We’re on Cape Cod. Where are the cranberries? Believe me – I’m looking. In the Midwest, in New York, we’re used to seeing large fields of corn or soybeans or even potatoes during harvest season. So where are the Massachusetts cranberries?
Today as we rode home along the Cape Cod Rail Trail a few bikers were stopped along a rail fence between two ponds we had blithely ridden past earlier in the day.
We stopped to see what the attraction was. Cranberries! Now when we looked closely we could see some lighter-colored dots on bushes just under the water. On the side of the pond a 12-inch pipe was still gushing water into this pond from the one on the other side of the bike trail.
On the far side of the pond/field were two large machines rolling through the water. Aha! These were water reels that roll through the bog and loosen the cranberries from the vine. So now the water surface was filling with berries that had popped to the surface.

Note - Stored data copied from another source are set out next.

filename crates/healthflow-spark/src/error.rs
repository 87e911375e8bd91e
//! Error types for the Spark chat client

use thiserror::Error;

/// Spark client error types
#[derive(Error, Debug)]
pub enum SparkError {
    #[error("Invalid input: {0}")]
    InvalidInput(String),

    #[error("Configuration error: {0}")]
    Config(String),

    #[error("Transport error: {0}")]
    Transport(String),

    #[error("Remote service error {code}: {message}")]
    RemoteProtocol { code: i64, message: String },

    #[error("Malformed frame: {0}")]
    MalformedFrame(String),

    #[error("Connection closed before the final frame was received")]
    IncompleteStream,

    #[error("Deadline of {0}s exceeded")]
    DeadlineExceeded(u64),

    #[error("Session cancelled")]
    Cancelled,

    #[error("JSON error: {0}")]
    Json(#[from] serde_json::Error),
}

impl SparkError {
    /// HTTP status a web collaborator should answer with for this failure.
    pub fn http_status(&self) -> u16 {
        match self {
            SparkError::InvalidInput(_) => 400,
            SparkError::DeadlineExceeded(_) => 504,
            SparkError::Cancelled => 499,
            SparkError::Transport(_)
            | SparkError::RemoteProtocol { .. }
            | SparkError::MalformedFrame(_)
            | SparkError::IncompleteStream => 502,
            SparkError::Config(_) | SparkError::Json(_) => 500,
        }
    }

    pub fn is_timeout(&self) -> bool {
        matches!(self, SparkError::DeadlineExceeded(_))
    }
}

/// Result type alias for Spark operations
pub type Result<T> = std::result::Result<T, SparkError>;

#[cfg(test)]
mod tests {
    use super::*;

    #[test]
    fn test_http_status_mapping() {
        assert_eq!(SparkError::InvalidInput("empty".into()).http_status(), 400);
        assert_eq!(SparkError::DeadlineExceeded(30).http_status(), 504);
        assert_eq!(SparkError::IncompleteStream.http_status(), 502);
        assert_eq!(
            SparkError::RemoteProtocol {
                code: 11200,
                message: "quota exceeded".into()
            }
            .http_status(),
            502
        );
        assert_eq!(SparkError::Config("missing".into()).http_status(), 500);
    }

    #[test]
    fn test_remote_error_display() {
        let err = SparkError::RemoteProtocol {
            code: 1,
            message: "quota exceeded".into(),
        };
        assert_eq!(err.to_string(), "Remote service error 1: quota exceeded");
        assert!(SparkError::DeadlineExceeded(30).is_timeout());
        assert!(!err.is_timeout());
    }
}
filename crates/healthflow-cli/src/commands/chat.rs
use std::io::Write;
use std::path::Path;
use std::sync::Arc;

use anyhow::Result;
use healthflow_spark::{ChatClient, ChatRequest, SendOptions};
use serde::Serialize;
use tokio_util::sync::CancellationToken;
use tracing::debug;

use crate::cli::ChatArgs;
use crate::output::{OutputFormat, json::print_json};
use crate::records::{build_health_context, load_records};
use crate::settings;

#[derive(Debug, Serialize)]
pub struct ChatReply {
    pub model: String,
    pub user: Option<String>,
    pub reply: String,
}

pub async fn run(args: ChatArgs, config: Option<&Path>, format: OutputFormat) -> Result<()> {
    let client = settings::build_client(config)?;
    let request = build_request(&args);

    let cancel = CancellationToken::new();
    let interrupt = super::cancel_on_interrupt(cancel.clone());
    let mut options = SendOptions::default().with_cancellation(cancel);

    let streaming = args.stream && !format.is_json();
    if streaming {
        options = options.with_observer(Arc::new(|delta: &str| {
            print!("{delta}");
            let _ = std::io::stdout().flush();
        }));
    }

    let result = ask(&client, request, options).await;
    interrupt.abort();
    if streaming {
        println!();
    }
    let reply = result?;

    if format.is_json() {
        print_json(&reply)
    } else {
        if !streaming {
            println!("{}", reply.reply);
        }
        Ok(())
    }
}

/// Build the request, folding the user's recent records into the context.
pub fn build_request(args: &ChatArgs) -> ChatRequest {
    let mut request = ChatRequest::new(args.message.clone());

    let health = match args.user.as_deref() {
        Some(user) => match settings::records_path(args.records.as_deref()) {
            Some(path) => build_health_context(&load_records(&path), Some(user)),
            None => String::new(),
        },
        None => String::new(),
    };

    let context: Vec<&str> = [args.context.as_deref().unwrap_or_default(), health.as_str()]
        .into_iter()
        .filter(|part| !part.trim().is_empty())
        .collect();
    if !context.is_empty() {
        request = request.with_context(context.join("\n"));
    }
    if let Some(user) = &args.user {
        request = request.with_user_tag(user.clone());
    }
    request
}

pub async fn ask(
    client: &dyn ChatClient,
    request: ChatRequest,
    options: SendOptions,
) -> Result<ChatReply> {
    let user = request.user_tag.clone();
    debug!("Sending chat to {}", client.model());
    let reply = client.chat_with(request, options).await?;
    Ok(ChatReply {
        model: client.model().to_string(),
        user,
        reply,
    })
}

#[cfg(test)]
mod tests {
    use super::*;
    use crate::commands::tests::RecordingClient;

    fn write_records(dir: &Path) -> std::path::PathBuf {
        let path = dir.join("records.json");
        std::fs::write(
            &path,
            r#"{ "records": [
                { "username": "alice", "createdAt": "2026-05-01T08:00:00Z", "heartRate": 74 },
                { "username": "bob", "createdAt": "2026-05-01T09:00:00Z", "weight": 80 }
            ] }"#,
        )
        .unwrap();
        path
    }

    #[test]
    fn test_request_includes_user_records() {
        let dir = tempfile::tempdir().unwrap();
        let args = ChatArgs {
            message: "我的心率正常吗？".into(),
            user: Some("alice".into()),
            records: Some(write_records(dir.path())),
            ..ChatArgs::default()
        };

        let request = build_request(&args);
        assert_eq!(request.user_tag.as_deref(), Some("alice"));
        let context = request.context.unwrap();
        assert!(context.contains("心率: 74"));
        assert!(!context.contains("体重"));
    }

    #[test]
    fn test_explicit_context_comes_first() {
        let dir = tempfile::tempdir().unwrap();
        let args = ChatArgs {
            message: "hi".into(),
            user: Some("alice".into()),
            context: Some("age 42".into()),
            records: Some(write_records(dir.path())),
            ..ChatArgs::default()
        };

        let context = build_request(&args).context.unwrap();
        assert!(context.starts_with("age 42\n用户最近的健康数据："));
    }

    #[test]
    fn test_anonymous_request_has_no_context() {
        let args = ChatArgs {
            message: "hi".into(),
            ..ChatArgs::default()
        };
        let request = build_request(&args);
        assert!(request.user_tag.is_none());
        assert!(request.context.is_none());
    }

    #[tokio::test]
    async fn test_ask_returns_model_and_reply() {
        let client = RecordingClient::replying("多喝水");
        let reply = ask(
            &client,
            ChatRequest::new("hi").with_user_tag("alice"),
            SendOptions::default(),
        )
        .await
        .unwrap();

        assert_eq!(reply.model, "lite");
        assert_eq!(reply.user.as_deref(), Some("alice"));
        assert_eq!(reply.reply, "多喝水");
        assert_eq!(client.requests()[0].message, "hi");
    }

    #[tokio::test]
    async fn test_ask_propagates_client_error() {
        let client = RecordingClient::failing();
        let err = ask(&client, ChatRequest::new("hi"), SendOptions::default())
            .await
            .unwrap_err();
        assert!(err.to_string().contains("Deadline"));
    }
}
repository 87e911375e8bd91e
use anyhow::Result;
use serde::Serialize;

pub fn print_json<T: Serialize>(value: &T) -> Result<()> {
    let output = serde_json::to_string_pretty(value)?;
    println!("{output}");
    Ok(())
}
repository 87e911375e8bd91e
use std::path::PathBuf;

use clap::{Args, Parser, Subcommand};
use clap_complete::Shell;

use crate::output::OutputFormat;

#[derive(Parser)]
#[command(name = "healthflow")]
#[command(version, about = "HealthFlow - health assistant backed by the Spark chat service")]
pub struct Cli {
    #[command(subcommand)]
    pub command: Commands,

    /// Config file path (defaults to <config dir>/healthflow/config.toml)
    #[arg(long, global = true, env = "HEALTHFLOW_CONFIG")]
    pub config: Option<PathBuf>,

    /// Enable verbose logging
    #[arg(short, long, global = true)]
    pub verbose: bool,

    /// Output format
    #[arg(long, global = true, default_value = "text")]
    pub format: OutputFormat,
}

#[derive(Subcommand)]
pub enum Commands {
    /// Generate shell completions
    Completions {
        #[arg(value_enum)]
        shell: Shell,
    },

    /// Ask the assistant a question
    Chat(ChatArgs),

    /// Analyze the trend of one health indicator
    Analyze(AnalyzeArgs),

    /// Configuration
    Config {
        #[command(subcommand)]
        command: ConfigCommands,
    },
}

#[derive(Args, Debug, Clone, Default)]
pub struct ChatArgs {
    /// Message to send
    pub message: String,

    /// User tag sent as the request uid; also selects the user's records
    #[arg(short, long)]
    pub user: Option<String>,

    /// Extra context appended to the system prompt
    #[arg(long)]
    pub context: Option<String>,

    /// Health records file used to build the context
    #[arg(long, env = "HEALTHFLOW_RECORDS")]
    pub records: Option<PathBuf>,

    /// Print the reply as it streams in
    #[arg(long)]
    pub stream: bool,
}

#[derive(Args, Debug, Clone, Default)]
pub struct AnalyzeArgs {
    /// Indicator id (heart-rate, weight, bmi, body-fat, calorie, sleep, running, exercise-heart-rate)
    #[arg(short, long)]
    pub indicator: String,

    /// Whose records to analyze
    #[arg(short, long)]
    pub user: Option<String>,

    /// Health records file
    #[arg(long, env = "HEALTHFLOW_RECORDS")]
    pub records: Option<PathBuf>,
}

#[derive(Subcommand)]
pub enum ConfigCommands {
    /// Show the effective configuration with the secret masked
    Show,
    /// Print the config file path
    Path,
}
//! Folding streamed deltas into the final reply

use crate::frame::StreamFrame;

/// Returned when an exchange completes without producing any text.
pub const NO_CONTENT_FALLBACK: &str = "抱歉，AI未能生成有效回复";

/// Concatenate every frame's delta in sequence order.
pub fn fold<'a>(frames: impl IntoIterator<Item = &'a StreamFrame>) -> String {
    let mut aggregator = ResponseAggregator::new();
    for frame in frames {
        aggregator.push(frame);
    }
    aggregator.into_text()
}

/// Accumulates partial text for a single session.
#[derive(Debug, Default)]
pub struct ResponseAggregator {
    text: String,
    deltas: usize,
}

impl ResponseAggregator {
    pub fn new() -> Self {
        Self::default()
    }

    /// Append the frame's delta, if any. Returns the appended slice.
    pub fn push<'f>(&mut self, frame: &'f StreamFrame) -> Option<&'f str> {
        let delta = frame.delta.as_deref()?;
        self.text.push_str(delta);
        self.deltas += 1;
        Some(delta)
    }

    pub fn text(&self) -> &str {
        &self.text
    }

    pub fn delta_count(&self) -> usize {
        self.deltas
    }

    pub fn is_empty(&self) -> bool {
        self.text.is_empty()
    }

    pub fn into_text(self) -> String {
        self.text
    }

    /// Final reply, substituting the fallback for an empty aggregation.
    pub fn into_reply(self) -> String {
        if self.text.is_empty() {
            NO_CONTENT_FALLBACK.to_string()
        } else {
            self.text
        }
    }
}
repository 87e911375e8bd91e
//! Resolves where configuration and records live, and loads them.

use std::path::{Path, PathBuf};

use anyhow::{Context, Result};
use healthflow_spark::{SparkClient, SparkSettings};
use tracing::debug;

const MASK: &str = "********";

pub fn config_path(explicit: Option<&Path>) -> Result<PathBuf> {
    match explicit {
        Some(path) => Ok(path.to_path_buf()),
        None => SparkSettings::default_path().context("Cannot determine the config directory"),
    }
}

/// Default records file under the user data directory.
pub fn records_path(explicit: Option<&Path>) -> Option<PathBuf> {
    explicit
        .map(Path::to_path_buf)
        .or_else(|| dirs::data_dir().map(|p| p.join("healthflow").join("records.json")))
}

/// File settings with `SPARK_*` environment overrides applied.
pub fn load_settings(explicit: Option<&Path>) -> Result<SparkSettings> {
    let path = config_path(explicit)?;
    debug!("Loading config from {}", path.display());
    let mut settings = SparkSettings::load_from_path(&path)?;
    settings.apply_env();
    Ok(settings)
}

pub fn build_client(explicit: Option<&Path>) -> Result<SparkClient> {
    let config = load_settings(explicit)?.into_config()?;
    Ok(SparkClient::new(config)?)
}

/// Copy of the settings that is safe to print.
pub fn masked(mut settings: SparkSettings) -> SparkSettings {
    if settings.credentials.api_secret.is_some() {
        settings.credentials.api_secret = Some(MASK.to_string());
    }
    settings
}

#[cfg(test)]
mod tests {
    use super::*;

    #[test]
    fn test_explicit_config_path_wins() {
        let path = config_path(Some(Path::new("/tmp/hf.toml"))).unwrap();
        assert_eq!(path, PathBuf::from("/tmp/hf.toml"));
    }

    #[test]
    fn test_masked_hides_secret_only() {
        let mut settings = SparkSettings::default();
        settings.credentials.api_key = Some("key-1".into());
        settings.credentials.api_secret = Some("secret-1".into());

        let masked = masked(settings);
        assert_eq!(masked.credentials.api_key.as_deref(), Some("key-1"));
        assert_eq!(masked.credentials.api_secret.as_deref(), Some(MASK));
    }

    #[test]
    fn test_masked_leaves_absent_secret() {
        assert!(masked(SparkSettings::default()).credentials.api_secret.is_none());
    }
}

Anyone who knows me knows how much I love berries, so I just had to get one to taste. I stepped over the fence and walked toward the water’s edge where a few berries were floating. From across the bog I heard a booming voice: “Hey! Get outta there!” So, of course, I got out.
I’ve seen all the Ocean Spray commercials with Wise Old Farmer and Young Bumpkin, extolling the virtues of cranberries and welcoming all of us to enjoy them. Clearly the TV guys were not the ones at the harvest today! All I wanted was one cranberry. (Now of course I realize this is private property and there are probably all kinds of liability issues of my being on that side of the fence and if EVERYONE took just one cranberry, there wouldn’t be any left. But that didn’t matter to me; I only wanted one.)
We watched the harvesters for a while longer and then went home. The next time we were back on the trail the berries were all corralled together at the far side making a giant orange blanket on the surface. Yes, light orange, not red. Apparently these were normal cranberries, fully ripe, but simply harvested early before redness set in so that they could be used for white cranberry juice. It looked like they were waiting to be sucked up on an elevator and taken off by truck for processing.
So now there were a couple lonely berries still floating near the little spit of land where I had been standing when I was frightened away the day earlier. Clearly these were abandoned…and no farmers in sight. Voila! I have a little handful of berries. I put them in a plastic bag to see if they will turn red.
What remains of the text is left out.